Der Schauspieler tritt ab von der Bühne.
Der Jäger geht in die Jagdgründe ein.
Der Manager findet die ewige Ruh.
Der Beamte schläft friedlich ein!

Wenn der Herrjott ruft, dann ist Sense,
man nippelt ab - so oder so,
wenn der Herrjott ruft zur Himmelfahrt,
dann geht jeder auf seine Art.

Der Metzger geht den Weg allen Fleisches.
Der Koch gibt seinen Löffel ab.
Der Gärtner, der beißt ins Gras
und der Maurer kratzt einfach ab!

Wenn der Herrjott ruft, dann ist Sense,
man nippelt ab - so oder so,
wenn der Herrjott ruft zur Himmelfahrt,
dann geht jeder auf seine Art.

Es nützt dir kein Schreien und Schnauben,
da stellt sich der Herrjott ganz taub.
Jeder muss einmal dran glauben,
auch die Putzfrau wird einmal zu Staub.

Wenn der Herrjott ruft, dann ist Sense,
aber wir hab´n ja noch was Zeit.
Wenn der Herrjott ruft:
stellen wir uns ganz hinten an.

Von ming Vatter (2001):

ZitatDer Botschafter wird abberufen,
der Wanderer geht endlich heim,
der Pfarrer segnet das Zeitliche,
der Schreiner kriecht Freund Hein auf den Leim.
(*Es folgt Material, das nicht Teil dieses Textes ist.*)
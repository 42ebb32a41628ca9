//! Aggregate cleanup: ask a model to merge page transcripts into one narrative.
//!
//! This step is a quality enhancement only. Any failure is logged and turned
//! into `None`, and the assembler then builds its deterministic aggregate.

use crate::error::AggregateError;
use async_trait::async_trait;
use tracing::{debug, warn};

/// A service that rewrites joined page text into one clean narrative.
#[async_trait]
pub trait AggregateService: Send + Sync {
    async fn rewrite(&self, joined: &str) -> Result<String, AggregateError>;
}

/// Join the non-blank, trimmed page texts with a blank line between them.
pub fn join_page_texts<S: AsRef<str>>(page_texts: &[S]) -> String {
    page_texts
        .iter()
        .map(|t| t.as_ref().trim())
        .filter(|t| !t.is_empty())
        .collect::<Vec<_>>()
        .join("\n\n")
}

/// Runs the optional cleanup call for one document.
pub struct AggregateCleaner<'a> {
    service: &'a dyn AggregateService,
}

impl<'a> AggregateCleaner<'a> {
    pub fn new(service: &'a dyn AggregateService) -> Self {
        Self { service }
    }

    /// Returns the cleaned text, `Some("")` when there is nothing to clean,
    /// or `None` when the service failed.
    pub async fn clean<S: AsRef<str> + Sync>(&self, page_texts: &[S]) -> Option<String> {
        let joined = join_page_texts(page_texts);
        if joined.is_empty() {
            debug!("Aggregate cleanup skipped: no page text");
            return Some(String::new());
        }

        match self.service.rewrite(&joined).await {
            Ok(text) => Some(text.trim().to_string()),
            Err(e) => {
                warn!("Aggregate cleanup failed; using fallback aggregate. Reason: {}", e);
                None
            }
        }
    }
}
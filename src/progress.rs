//! Progress-sink trait for per-document and per-page pipeline events.
//!
//! Inject an [`Arc<dyn PipelineProgress>`] via
//! [`crate::config::PipelineConfigBuilder::progress`] to receive discrete
//! "advance" signals as pages are finalized. Absence of a sink is equivalent
//! to [`NoopProgress`] and never changes what the pipeline produces.
//!
//! The advance signals are emitted from exactly one place,
//! [`crate::pipeline::store::PageAnalysisStore::finalize`], which guarantees
//! at most one page-advance and one OCR-advance per page per document.
//!
//! # Example
//!
//! ```rust
//! use pdf_ocr_md::{PipelineConfig, PipelineProgress};
//! use std::sync::{Arc, atomic::{AtomicUsize, Ordering}};
//!
//! struct CountingProgress {
//!     pages: AtomicUsize,
//! }
//!
//! impl PipelineProgress for CountingProgress {
//!     fn advance_global_pages(&self) {
//!         self.pages.fetch_add(1, Ordering::SeqCst);
//!     }
//! }
//!
//! let sink = Arc::new(CountingProgress { pages: AtomicUsize::new(0) });
//! let config = PipelineConfig::builder()
//!     .progress(sink as Arc<dyn PipelineProgress>)
//!     .build()
//!     .unwrap();
//! ```

use std::sync::Arc;

/// Receives progress signals from the pipeline.
///
/// Implementations must be `Send + Sync`. All methods have default no-op
/// implementations so callers only override what they render.
pub trait PipelineProgress: Send + Sync {
    /// Called once before the first document is processed.
    ///
    /// `total_pages` is the pre-counted page total across all documents.
    /// Pages of documents left out of it (URL inputs, failed pre-counts) are
    /// reported later through [`Self::add_global_pages`].
    fn on_run_start(&self, total_documents: usize, total_pages: usize) {
        let _ = (total_documents, total_pages);
    }

    /// A document missing from the pre-count was extracted with `pages` pages.
    ///
    /// Called before any of those pages is finalized, so the global total
    /// never trails the global position.
    fn add_global_pages(&self, pages: usize) {
        let _ = pages;
    }

    /// Called once per document after classification, before any OCR call.
    fn on_document_start(&self, document: &str, ocr_queued: usize, total_pages: usize) {
        let _ = (document, ocr_queued, total_pages);
    }

    /// One page of `document` has been finalized (any path).
    fn advance_document_pages(&self, document: &str) {
        let _ = document;
    }

    /// One OCR-queued page of `document` has been finalized.
    fn advance_document_ocr(&self, document: &str) {
        let _ = document;
    }

    /// One page has been finalized, counted across every document in the run.
    fn advance_global_pages(&self) {}

    /// Called when a document's pages are all finalized and assembled.
    fn on_document_finish(&self, document: &str) {
        let _ = document;
    }

    /// One document has been attempted, whether it succeeded or failed.
    fn advance_documents(&self) {}
}

/// A no-op sink for callers that don't need progress events.
///
/// This is the default when no sink is configured.
pub struct NoopProgress;

impl PipelineProgress for NoopProgress {}

/// Convenience alias matching the type stored in [`crate::config::PipelineConfig`].
pub type ProgressSink = Arc<dyn PipelineProgress>;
Der Tramper steigt aus und der Turner verreckt,
der Züchter geht kläglich ein,
der Optiker schließt die Augen zu,
der Totengräber fällt selbst hinein.

Der Schleifer springt über die Klinge,
der Sänger haucht den Atem aus,
der Zoodirektor verendet,
dem Beleuchter geht das Lebenslicht aus.

VerbOrg

einen hab' ich noch:

Der Abrichter geht vor die Hunde.

amarillo

Der Bauer düngt den Boden.
Das Leben strebt mit Urgewalt nach Entstehung und Musik.

VerbOrg

Der Zauderer hat sein Leben beschlossen.

VerbOrg

Der Nimmersatt is(s)t nicht mehr.
Der Kostverächter hat das Brot bis auf den letzten Knust aufgegessen.